(Extracted records)
________________________________________

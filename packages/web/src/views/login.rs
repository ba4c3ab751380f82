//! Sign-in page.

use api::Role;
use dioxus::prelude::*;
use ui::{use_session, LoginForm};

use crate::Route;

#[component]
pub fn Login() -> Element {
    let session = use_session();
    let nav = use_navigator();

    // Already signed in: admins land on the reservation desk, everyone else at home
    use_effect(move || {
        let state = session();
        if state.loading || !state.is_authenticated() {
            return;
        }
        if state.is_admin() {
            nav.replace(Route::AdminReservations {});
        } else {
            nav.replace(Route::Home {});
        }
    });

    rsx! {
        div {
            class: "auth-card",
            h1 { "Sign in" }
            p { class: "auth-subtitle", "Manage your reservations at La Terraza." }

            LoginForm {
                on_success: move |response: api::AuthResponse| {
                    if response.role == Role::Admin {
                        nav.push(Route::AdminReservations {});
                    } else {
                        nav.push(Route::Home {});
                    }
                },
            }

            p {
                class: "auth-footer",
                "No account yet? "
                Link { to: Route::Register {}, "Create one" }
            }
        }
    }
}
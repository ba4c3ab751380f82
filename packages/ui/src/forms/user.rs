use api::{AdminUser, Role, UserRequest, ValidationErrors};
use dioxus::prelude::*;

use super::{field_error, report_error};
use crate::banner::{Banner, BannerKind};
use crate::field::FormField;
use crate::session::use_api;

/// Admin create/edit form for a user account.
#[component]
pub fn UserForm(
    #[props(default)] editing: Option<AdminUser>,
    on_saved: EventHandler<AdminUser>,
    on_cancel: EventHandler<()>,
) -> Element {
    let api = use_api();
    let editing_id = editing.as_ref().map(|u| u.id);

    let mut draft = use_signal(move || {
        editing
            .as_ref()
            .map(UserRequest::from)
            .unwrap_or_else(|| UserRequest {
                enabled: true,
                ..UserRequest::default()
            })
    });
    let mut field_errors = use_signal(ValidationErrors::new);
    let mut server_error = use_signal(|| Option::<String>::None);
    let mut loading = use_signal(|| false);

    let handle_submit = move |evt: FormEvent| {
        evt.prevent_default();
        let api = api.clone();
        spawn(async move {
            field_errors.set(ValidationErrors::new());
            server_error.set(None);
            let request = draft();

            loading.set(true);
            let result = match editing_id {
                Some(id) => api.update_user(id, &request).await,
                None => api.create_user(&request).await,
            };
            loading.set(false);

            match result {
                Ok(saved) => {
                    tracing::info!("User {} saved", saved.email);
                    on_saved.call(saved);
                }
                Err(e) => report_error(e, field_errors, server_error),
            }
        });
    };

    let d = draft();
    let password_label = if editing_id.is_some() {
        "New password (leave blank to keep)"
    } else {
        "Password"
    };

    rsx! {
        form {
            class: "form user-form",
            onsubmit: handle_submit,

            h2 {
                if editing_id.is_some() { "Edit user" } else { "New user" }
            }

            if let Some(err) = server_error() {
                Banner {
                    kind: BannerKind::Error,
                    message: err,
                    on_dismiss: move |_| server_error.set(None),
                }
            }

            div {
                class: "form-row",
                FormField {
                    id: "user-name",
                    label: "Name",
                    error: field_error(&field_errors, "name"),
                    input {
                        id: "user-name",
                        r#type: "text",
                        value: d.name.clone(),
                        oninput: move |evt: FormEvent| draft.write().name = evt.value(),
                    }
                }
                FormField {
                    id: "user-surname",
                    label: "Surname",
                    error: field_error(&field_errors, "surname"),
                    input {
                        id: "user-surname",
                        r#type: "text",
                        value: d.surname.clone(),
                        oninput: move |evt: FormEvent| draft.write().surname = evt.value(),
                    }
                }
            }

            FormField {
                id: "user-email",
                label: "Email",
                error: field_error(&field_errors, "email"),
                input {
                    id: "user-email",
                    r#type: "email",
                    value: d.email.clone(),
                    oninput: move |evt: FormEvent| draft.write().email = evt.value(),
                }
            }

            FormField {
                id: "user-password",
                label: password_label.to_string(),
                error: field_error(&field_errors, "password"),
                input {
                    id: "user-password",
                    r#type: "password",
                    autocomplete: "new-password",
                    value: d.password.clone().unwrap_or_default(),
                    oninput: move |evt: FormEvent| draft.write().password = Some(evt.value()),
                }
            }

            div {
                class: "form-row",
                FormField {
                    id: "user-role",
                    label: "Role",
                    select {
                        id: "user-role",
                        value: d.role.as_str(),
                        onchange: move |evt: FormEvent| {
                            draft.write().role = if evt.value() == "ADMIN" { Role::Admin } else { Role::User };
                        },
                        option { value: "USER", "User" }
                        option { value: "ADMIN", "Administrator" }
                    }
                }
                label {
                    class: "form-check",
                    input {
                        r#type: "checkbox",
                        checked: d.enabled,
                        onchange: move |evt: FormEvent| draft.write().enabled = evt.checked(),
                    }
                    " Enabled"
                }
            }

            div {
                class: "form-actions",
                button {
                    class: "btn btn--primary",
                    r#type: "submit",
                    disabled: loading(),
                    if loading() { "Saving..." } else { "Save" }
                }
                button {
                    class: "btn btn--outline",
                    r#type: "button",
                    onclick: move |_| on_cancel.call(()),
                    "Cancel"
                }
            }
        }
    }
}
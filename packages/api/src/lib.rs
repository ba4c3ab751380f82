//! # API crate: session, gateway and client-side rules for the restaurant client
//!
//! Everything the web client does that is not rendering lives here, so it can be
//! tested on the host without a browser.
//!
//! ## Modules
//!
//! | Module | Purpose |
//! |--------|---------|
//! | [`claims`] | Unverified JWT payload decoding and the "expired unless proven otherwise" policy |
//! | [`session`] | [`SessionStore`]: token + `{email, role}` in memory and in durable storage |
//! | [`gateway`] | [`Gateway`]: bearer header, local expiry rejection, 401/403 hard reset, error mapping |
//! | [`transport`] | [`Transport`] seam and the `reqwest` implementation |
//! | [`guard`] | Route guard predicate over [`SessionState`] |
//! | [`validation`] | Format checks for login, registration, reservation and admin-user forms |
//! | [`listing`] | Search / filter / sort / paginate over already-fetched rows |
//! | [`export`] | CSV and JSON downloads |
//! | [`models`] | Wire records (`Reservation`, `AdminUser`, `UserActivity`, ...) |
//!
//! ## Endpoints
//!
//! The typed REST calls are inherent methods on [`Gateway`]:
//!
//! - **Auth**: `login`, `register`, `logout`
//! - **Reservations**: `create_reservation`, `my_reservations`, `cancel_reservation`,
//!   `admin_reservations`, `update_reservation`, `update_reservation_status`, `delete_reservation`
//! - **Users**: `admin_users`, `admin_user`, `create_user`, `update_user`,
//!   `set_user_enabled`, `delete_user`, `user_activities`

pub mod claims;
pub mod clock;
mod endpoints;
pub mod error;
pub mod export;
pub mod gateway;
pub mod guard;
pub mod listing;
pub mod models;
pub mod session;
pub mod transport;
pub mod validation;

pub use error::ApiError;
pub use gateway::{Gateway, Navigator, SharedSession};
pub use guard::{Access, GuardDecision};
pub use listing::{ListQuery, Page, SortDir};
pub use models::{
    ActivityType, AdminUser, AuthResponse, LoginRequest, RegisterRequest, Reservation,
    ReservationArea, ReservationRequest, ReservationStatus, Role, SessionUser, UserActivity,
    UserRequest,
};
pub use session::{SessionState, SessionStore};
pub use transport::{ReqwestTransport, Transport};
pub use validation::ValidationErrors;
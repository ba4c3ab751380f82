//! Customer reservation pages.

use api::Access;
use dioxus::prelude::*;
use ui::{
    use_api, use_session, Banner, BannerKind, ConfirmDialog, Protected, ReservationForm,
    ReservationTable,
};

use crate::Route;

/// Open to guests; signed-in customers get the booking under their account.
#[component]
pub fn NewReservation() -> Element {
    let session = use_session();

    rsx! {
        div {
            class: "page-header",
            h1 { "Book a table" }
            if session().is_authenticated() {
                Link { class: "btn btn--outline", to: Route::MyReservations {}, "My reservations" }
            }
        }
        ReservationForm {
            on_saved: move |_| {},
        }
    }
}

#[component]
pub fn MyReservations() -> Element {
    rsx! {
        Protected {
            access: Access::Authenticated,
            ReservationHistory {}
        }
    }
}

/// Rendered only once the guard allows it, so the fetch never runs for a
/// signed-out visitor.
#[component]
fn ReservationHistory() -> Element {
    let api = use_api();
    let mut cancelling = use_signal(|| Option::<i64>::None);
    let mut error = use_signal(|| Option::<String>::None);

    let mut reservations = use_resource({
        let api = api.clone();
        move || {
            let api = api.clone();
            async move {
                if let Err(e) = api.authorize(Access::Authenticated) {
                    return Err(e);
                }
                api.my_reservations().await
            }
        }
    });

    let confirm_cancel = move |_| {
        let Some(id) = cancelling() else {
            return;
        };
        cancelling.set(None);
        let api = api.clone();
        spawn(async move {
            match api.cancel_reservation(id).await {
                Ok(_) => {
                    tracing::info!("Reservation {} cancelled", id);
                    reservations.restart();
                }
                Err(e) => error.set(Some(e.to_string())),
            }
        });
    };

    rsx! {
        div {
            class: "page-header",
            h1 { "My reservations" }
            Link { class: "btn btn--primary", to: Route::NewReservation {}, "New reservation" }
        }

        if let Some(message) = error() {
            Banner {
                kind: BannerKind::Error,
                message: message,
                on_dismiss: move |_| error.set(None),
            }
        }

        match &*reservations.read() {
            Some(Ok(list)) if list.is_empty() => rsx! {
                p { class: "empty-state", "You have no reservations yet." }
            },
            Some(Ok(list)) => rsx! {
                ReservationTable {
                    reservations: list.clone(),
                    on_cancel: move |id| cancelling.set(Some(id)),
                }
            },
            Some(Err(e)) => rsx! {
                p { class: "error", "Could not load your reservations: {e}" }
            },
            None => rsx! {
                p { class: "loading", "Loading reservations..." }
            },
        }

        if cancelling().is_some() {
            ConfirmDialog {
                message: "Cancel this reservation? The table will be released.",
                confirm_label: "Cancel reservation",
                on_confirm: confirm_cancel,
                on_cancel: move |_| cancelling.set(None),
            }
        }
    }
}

________________________________________

Task statement: Look for the string "export" in the entries above. Copy every line that has it.

Solution to this task:
//! | [`export`] | CSV and JSON downloads |
pub mod export;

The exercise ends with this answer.